Work request ▸ Gather every line below where "Exhaust" appears.

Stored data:
____________
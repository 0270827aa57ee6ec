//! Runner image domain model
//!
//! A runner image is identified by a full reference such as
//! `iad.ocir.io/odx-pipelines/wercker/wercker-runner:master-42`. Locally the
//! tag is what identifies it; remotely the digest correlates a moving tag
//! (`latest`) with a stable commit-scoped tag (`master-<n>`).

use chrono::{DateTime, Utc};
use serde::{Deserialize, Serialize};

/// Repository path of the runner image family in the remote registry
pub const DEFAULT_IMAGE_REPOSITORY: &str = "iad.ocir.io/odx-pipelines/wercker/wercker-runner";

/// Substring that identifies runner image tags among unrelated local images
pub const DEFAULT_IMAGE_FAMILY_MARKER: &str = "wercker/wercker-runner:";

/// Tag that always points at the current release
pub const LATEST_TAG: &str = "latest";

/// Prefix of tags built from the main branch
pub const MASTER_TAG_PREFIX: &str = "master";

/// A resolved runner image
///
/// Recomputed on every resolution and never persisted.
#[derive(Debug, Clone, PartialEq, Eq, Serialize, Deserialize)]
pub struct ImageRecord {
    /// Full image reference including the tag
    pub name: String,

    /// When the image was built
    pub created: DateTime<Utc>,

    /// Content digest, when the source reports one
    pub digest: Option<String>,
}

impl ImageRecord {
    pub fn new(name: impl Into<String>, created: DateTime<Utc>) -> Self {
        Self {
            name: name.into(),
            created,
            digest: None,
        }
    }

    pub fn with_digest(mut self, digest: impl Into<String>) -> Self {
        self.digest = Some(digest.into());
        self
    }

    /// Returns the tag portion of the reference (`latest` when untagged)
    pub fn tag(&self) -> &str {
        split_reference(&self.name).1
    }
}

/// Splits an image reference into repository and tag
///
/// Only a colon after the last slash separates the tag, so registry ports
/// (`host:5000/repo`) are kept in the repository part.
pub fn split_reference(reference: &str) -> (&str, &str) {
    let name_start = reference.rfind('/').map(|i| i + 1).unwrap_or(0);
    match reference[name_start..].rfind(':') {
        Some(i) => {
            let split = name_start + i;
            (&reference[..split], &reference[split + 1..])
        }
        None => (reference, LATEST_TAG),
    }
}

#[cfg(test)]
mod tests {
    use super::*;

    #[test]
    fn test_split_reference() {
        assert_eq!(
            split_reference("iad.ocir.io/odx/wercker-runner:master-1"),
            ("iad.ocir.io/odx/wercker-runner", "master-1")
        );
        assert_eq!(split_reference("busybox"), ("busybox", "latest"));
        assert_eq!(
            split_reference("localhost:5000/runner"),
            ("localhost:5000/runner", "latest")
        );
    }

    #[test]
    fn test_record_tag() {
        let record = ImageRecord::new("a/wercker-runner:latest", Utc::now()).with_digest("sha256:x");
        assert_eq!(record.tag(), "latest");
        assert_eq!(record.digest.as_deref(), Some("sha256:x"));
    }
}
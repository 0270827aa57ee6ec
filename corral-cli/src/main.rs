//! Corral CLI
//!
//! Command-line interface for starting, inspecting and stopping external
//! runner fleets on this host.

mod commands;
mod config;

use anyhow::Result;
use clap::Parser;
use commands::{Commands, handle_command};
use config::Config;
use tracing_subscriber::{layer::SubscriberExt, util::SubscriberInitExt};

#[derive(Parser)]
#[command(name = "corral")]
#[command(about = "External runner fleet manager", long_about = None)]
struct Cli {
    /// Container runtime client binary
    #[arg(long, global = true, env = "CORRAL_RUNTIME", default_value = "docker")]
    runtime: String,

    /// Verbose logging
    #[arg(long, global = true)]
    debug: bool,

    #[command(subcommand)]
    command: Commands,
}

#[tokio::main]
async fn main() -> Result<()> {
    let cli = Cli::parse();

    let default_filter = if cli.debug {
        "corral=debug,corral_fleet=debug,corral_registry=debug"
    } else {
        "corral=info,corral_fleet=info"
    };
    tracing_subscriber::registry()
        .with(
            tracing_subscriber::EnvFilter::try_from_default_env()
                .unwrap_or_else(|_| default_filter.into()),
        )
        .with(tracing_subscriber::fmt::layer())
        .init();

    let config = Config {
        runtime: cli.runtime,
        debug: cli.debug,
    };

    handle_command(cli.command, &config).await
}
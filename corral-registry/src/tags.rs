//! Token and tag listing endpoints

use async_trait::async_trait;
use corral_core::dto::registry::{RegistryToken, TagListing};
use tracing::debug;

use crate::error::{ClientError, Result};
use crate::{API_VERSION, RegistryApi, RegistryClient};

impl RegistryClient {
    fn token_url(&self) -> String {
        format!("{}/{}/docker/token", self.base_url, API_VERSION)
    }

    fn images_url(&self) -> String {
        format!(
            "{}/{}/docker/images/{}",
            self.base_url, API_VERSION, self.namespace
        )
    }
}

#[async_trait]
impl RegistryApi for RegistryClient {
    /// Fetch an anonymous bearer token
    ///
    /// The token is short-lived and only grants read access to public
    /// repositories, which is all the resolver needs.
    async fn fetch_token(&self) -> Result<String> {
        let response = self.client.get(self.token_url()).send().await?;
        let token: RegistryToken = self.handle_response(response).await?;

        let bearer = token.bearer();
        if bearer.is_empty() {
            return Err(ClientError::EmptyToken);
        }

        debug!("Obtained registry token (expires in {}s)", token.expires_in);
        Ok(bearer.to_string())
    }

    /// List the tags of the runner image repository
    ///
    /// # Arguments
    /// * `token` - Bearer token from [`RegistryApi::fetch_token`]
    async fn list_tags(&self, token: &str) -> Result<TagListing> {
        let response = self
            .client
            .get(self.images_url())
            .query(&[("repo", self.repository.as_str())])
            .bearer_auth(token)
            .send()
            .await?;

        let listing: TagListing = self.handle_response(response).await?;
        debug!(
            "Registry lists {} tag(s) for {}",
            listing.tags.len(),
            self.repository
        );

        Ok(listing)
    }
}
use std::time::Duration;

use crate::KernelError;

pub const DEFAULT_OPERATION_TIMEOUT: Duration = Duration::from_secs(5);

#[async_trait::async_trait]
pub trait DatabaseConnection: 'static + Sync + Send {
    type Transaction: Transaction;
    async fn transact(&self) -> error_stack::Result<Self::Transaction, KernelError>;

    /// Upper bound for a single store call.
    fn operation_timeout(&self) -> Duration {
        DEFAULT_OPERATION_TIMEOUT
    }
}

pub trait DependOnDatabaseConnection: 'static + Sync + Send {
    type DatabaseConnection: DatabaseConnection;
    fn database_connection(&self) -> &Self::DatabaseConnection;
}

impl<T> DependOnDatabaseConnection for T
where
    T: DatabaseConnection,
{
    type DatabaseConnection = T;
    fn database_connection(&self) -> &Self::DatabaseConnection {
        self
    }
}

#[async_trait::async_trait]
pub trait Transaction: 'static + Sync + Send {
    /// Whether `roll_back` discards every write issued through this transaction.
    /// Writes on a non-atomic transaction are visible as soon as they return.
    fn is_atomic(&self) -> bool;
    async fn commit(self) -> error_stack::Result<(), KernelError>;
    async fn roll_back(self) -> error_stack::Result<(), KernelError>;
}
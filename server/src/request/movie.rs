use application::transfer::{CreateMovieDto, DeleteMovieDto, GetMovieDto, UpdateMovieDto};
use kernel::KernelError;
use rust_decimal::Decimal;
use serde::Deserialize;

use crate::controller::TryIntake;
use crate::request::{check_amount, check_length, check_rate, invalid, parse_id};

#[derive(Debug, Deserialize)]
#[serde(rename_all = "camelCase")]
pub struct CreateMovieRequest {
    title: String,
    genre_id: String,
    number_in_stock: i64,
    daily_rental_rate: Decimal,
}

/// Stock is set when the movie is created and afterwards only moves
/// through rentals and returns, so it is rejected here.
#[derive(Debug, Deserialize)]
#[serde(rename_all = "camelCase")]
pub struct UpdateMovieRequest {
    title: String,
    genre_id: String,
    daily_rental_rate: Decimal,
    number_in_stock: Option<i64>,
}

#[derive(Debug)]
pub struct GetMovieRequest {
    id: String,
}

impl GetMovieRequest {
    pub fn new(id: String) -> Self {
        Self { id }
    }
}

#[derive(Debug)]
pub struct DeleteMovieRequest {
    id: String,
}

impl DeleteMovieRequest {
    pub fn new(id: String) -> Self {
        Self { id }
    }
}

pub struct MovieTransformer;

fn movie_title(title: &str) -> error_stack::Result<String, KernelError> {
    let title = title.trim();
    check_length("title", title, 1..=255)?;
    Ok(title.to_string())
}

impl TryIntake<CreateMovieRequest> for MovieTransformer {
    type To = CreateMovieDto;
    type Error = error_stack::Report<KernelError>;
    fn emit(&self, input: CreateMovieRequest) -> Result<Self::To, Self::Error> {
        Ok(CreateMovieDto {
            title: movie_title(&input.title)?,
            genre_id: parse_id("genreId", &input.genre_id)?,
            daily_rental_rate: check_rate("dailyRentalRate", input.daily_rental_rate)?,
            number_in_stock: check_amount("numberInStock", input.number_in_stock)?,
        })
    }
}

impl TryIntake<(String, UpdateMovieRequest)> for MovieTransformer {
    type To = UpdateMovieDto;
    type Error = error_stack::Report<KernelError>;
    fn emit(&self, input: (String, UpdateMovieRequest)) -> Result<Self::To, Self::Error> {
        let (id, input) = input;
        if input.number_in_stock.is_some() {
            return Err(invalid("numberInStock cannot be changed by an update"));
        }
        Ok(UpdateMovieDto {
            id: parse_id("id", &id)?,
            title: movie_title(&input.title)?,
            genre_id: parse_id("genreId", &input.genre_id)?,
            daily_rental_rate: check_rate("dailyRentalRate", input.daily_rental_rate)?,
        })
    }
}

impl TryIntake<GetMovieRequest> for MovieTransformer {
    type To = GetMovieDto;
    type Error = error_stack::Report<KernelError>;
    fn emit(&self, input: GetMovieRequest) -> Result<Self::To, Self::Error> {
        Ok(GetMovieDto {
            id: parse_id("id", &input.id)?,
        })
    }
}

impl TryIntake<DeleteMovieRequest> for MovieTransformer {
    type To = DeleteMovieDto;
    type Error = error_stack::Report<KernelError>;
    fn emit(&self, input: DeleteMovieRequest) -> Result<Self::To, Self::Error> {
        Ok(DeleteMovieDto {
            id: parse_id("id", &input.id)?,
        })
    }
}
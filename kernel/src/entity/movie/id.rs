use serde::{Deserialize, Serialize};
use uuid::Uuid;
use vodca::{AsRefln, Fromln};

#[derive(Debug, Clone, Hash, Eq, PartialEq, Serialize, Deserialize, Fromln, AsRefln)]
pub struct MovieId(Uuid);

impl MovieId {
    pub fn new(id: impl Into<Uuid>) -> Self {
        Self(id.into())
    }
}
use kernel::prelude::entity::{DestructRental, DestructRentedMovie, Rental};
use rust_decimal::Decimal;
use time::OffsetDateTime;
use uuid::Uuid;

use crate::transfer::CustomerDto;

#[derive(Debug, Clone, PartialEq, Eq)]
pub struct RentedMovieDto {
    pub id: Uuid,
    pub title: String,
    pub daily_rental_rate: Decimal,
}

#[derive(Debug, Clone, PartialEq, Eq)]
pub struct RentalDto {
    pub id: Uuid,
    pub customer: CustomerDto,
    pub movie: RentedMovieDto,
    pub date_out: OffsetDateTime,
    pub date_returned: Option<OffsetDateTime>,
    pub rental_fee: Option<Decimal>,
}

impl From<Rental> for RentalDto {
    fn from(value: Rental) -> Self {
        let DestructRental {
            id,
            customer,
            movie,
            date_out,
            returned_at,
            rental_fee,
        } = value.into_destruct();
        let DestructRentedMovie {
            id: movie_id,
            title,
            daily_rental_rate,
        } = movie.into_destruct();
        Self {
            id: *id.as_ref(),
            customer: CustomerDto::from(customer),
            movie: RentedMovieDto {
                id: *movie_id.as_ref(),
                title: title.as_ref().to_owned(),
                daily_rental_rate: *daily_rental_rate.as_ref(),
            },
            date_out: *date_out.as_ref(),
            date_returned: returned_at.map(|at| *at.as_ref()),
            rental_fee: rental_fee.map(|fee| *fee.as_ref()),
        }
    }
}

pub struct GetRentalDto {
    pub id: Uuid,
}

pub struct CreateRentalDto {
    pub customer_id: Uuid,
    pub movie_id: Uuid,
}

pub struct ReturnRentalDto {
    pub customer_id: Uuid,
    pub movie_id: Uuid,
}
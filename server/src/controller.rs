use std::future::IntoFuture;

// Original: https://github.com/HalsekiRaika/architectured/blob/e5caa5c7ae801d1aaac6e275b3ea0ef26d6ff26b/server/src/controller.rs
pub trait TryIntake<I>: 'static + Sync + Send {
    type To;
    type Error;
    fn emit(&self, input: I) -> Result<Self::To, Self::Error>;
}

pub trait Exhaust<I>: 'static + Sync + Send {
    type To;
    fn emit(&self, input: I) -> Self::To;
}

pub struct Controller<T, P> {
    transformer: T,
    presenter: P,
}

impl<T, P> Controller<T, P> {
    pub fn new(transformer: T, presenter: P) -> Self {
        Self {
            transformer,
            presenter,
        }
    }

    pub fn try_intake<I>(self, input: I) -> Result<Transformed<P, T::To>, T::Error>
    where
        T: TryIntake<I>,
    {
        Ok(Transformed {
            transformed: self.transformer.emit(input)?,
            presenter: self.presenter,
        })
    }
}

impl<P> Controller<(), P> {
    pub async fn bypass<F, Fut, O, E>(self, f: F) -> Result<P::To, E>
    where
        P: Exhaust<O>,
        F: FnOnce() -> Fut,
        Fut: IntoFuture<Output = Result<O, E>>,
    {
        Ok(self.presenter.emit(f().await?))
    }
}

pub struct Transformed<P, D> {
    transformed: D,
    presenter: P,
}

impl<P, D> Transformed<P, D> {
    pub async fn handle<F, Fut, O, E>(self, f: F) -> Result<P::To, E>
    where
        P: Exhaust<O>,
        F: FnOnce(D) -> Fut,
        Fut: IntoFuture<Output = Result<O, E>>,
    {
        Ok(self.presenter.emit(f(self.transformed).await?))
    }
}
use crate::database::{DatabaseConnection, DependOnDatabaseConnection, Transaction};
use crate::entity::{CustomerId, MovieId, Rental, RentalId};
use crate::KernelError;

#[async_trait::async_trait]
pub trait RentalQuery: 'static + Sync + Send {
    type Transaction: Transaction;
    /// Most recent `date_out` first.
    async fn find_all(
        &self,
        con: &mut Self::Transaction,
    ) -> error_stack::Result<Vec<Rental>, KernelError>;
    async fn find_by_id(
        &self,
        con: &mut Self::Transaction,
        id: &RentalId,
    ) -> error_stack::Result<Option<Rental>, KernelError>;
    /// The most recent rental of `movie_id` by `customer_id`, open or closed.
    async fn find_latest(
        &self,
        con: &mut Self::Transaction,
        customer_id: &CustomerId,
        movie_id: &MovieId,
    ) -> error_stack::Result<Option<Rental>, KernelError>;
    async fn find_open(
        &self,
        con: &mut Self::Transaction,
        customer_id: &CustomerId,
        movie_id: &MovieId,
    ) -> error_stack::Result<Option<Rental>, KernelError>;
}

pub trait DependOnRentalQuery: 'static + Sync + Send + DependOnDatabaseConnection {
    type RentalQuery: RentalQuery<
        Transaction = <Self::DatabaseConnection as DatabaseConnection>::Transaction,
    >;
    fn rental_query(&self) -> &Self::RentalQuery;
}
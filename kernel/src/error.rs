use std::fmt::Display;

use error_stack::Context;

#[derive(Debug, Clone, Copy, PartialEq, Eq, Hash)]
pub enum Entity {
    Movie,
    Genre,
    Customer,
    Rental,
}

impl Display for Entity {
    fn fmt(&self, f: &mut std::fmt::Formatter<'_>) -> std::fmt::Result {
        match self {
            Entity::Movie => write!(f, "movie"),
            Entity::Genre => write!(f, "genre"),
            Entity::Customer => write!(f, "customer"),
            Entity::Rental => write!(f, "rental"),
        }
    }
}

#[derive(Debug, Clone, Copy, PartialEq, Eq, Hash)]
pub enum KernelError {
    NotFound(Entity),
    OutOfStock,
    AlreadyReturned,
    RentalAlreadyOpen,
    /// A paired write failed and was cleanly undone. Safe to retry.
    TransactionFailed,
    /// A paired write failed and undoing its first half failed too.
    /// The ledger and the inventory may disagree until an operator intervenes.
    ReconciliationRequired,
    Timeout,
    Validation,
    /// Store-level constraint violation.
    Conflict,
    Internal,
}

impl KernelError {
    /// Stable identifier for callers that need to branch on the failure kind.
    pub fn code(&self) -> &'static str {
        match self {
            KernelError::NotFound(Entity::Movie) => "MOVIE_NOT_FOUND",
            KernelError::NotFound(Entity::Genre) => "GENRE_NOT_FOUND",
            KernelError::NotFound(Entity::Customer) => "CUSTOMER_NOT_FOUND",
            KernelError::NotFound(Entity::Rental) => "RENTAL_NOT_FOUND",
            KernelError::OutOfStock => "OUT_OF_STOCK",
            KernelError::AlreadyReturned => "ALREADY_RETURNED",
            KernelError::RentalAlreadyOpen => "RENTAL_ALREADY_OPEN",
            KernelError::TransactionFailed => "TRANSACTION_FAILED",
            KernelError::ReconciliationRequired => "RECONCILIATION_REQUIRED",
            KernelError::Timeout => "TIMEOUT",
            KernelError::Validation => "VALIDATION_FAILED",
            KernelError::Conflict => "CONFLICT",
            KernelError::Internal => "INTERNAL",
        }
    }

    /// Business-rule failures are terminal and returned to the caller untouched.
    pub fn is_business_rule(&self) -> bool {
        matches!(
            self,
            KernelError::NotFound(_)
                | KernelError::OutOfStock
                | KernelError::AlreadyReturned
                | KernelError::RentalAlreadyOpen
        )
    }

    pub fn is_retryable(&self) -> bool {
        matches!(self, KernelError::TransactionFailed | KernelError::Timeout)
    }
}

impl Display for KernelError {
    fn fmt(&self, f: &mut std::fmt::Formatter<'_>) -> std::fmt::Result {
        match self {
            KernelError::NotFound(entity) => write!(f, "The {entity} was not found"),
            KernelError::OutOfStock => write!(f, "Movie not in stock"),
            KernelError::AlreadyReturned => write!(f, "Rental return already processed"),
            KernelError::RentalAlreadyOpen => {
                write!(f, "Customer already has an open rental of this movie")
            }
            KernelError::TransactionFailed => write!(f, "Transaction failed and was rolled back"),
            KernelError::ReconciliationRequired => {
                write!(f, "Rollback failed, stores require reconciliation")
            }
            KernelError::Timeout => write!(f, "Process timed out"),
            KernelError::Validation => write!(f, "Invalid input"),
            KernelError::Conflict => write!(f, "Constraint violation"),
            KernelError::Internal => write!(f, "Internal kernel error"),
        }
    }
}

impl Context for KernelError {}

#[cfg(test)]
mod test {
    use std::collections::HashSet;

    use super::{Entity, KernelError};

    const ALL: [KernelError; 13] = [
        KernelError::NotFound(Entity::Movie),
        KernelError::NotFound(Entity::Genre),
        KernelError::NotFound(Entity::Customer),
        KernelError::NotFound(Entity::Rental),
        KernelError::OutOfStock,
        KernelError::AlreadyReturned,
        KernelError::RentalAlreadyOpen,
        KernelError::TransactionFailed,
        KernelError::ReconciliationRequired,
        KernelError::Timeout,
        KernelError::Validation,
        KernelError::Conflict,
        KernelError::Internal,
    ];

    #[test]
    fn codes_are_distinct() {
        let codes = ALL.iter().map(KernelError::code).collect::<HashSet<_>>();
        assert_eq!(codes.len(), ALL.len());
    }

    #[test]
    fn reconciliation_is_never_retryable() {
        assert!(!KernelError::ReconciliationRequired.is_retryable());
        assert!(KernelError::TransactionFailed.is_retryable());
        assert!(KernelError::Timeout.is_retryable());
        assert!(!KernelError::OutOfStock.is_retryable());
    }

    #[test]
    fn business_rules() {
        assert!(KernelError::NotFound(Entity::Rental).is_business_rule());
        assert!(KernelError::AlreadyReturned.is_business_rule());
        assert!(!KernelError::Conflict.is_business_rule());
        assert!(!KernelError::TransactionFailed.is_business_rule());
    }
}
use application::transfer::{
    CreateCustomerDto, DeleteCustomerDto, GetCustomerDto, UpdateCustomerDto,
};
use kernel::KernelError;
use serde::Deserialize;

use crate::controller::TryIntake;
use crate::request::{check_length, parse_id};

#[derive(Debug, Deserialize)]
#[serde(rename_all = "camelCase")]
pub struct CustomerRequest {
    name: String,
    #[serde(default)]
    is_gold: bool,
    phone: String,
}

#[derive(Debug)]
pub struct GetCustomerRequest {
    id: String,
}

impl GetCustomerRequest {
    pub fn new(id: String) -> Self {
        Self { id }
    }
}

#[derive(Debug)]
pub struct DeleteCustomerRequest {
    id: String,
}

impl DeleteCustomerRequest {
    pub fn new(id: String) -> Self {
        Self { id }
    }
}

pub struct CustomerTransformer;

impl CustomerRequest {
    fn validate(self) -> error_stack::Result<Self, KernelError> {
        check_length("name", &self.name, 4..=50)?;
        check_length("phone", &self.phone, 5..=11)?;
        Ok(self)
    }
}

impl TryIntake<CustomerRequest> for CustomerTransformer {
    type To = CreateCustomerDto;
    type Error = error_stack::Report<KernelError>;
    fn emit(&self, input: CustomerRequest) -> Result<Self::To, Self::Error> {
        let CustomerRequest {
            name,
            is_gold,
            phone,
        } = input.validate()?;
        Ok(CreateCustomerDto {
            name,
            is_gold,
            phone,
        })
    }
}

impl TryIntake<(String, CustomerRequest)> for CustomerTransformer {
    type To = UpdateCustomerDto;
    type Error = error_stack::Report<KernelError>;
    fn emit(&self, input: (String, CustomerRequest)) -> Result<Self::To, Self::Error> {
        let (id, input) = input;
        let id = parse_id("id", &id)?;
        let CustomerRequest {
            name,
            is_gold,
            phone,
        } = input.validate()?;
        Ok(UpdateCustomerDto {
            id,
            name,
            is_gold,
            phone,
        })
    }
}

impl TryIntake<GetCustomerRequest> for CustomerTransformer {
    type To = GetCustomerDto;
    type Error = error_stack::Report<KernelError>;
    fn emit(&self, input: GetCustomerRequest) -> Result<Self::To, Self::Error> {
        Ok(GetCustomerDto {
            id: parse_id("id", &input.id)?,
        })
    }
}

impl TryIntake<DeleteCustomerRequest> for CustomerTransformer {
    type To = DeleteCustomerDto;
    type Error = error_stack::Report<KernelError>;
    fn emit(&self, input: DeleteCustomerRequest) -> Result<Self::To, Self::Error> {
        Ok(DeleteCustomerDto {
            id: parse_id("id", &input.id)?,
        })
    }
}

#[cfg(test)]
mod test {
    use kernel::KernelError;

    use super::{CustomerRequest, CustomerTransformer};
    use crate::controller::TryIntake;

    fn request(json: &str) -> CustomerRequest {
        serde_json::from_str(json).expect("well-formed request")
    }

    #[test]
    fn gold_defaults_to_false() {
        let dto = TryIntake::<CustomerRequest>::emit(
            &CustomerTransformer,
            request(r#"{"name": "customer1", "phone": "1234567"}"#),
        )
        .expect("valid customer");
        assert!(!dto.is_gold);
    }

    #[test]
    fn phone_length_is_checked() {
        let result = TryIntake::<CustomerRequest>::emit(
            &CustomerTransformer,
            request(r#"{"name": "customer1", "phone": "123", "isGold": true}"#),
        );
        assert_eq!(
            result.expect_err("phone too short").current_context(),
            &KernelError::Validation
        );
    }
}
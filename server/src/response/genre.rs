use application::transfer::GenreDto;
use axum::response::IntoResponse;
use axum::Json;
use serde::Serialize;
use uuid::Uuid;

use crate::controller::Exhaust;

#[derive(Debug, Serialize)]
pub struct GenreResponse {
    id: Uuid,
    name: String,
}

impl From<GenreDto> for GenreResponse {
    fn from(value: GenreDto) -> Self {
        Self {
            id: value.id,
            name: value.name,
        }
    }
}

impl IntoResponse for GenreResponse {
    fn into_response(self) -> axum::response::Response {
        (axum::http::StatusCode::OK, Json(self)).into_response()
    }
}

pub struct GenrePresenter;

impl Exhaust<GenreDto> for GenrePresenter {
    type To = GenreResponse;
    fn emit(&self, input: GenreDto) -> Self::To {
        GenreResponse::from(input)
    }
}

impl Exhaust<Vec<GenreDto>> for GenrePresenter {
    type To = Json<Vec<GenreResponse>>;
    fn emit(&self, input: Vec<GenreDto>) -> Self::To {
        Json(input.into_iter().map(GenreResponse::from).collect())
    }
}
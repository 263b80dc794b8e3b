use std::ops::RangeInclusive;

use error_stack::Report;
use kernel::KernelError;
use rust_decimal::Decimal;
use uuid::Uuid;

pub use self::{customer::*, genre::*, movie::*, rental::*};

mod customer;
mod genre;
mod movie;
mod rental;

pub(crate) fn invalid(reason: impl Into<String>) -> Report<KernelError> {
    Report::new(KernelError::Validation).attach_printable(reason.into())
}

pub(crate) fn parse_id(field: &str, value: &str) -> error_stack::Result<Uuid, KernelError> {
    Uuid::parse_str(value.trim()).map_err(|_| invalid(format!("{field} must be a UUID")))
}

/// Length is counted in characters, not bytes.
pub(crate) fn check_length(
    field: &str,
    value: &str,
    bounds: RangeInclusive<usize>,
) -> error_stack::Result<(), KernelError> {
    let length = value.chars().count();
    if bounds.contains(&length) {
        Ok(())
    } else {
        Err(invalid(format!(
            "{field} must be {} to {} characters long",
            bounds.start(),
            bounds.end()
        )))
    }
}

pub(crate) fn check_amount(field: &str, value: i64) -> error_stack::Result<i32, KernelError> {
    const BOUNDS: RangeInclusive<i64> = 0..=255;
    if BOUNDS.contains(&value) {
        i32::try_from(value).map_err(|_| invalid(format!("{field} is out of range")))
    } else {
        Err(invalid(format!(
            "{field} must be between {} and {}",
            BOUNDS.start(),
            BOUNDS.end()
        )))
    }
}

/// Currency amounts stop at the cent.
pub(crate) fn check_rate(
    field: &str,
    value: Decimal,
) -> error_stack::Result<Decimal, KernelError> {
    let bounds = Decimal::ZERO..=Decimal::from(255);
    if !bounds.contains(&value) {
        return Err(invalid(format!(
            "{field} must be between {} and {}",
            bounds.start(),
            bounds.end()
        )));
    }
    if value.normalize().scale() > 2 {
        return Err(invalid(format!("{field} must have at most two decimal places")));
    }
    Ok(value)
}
____________
Problem solution ▸
pub trait Exhaust<I>: 'static + Sync + Send {
        P: Exhaust<O>,
        P: Exhaust<O>,
use crate::controller::Exhaust;
impl Exhaust<GenreDto> for GenrePresenter {
impl Exhaust<Vec<GenreDto>> for GenrePresenter {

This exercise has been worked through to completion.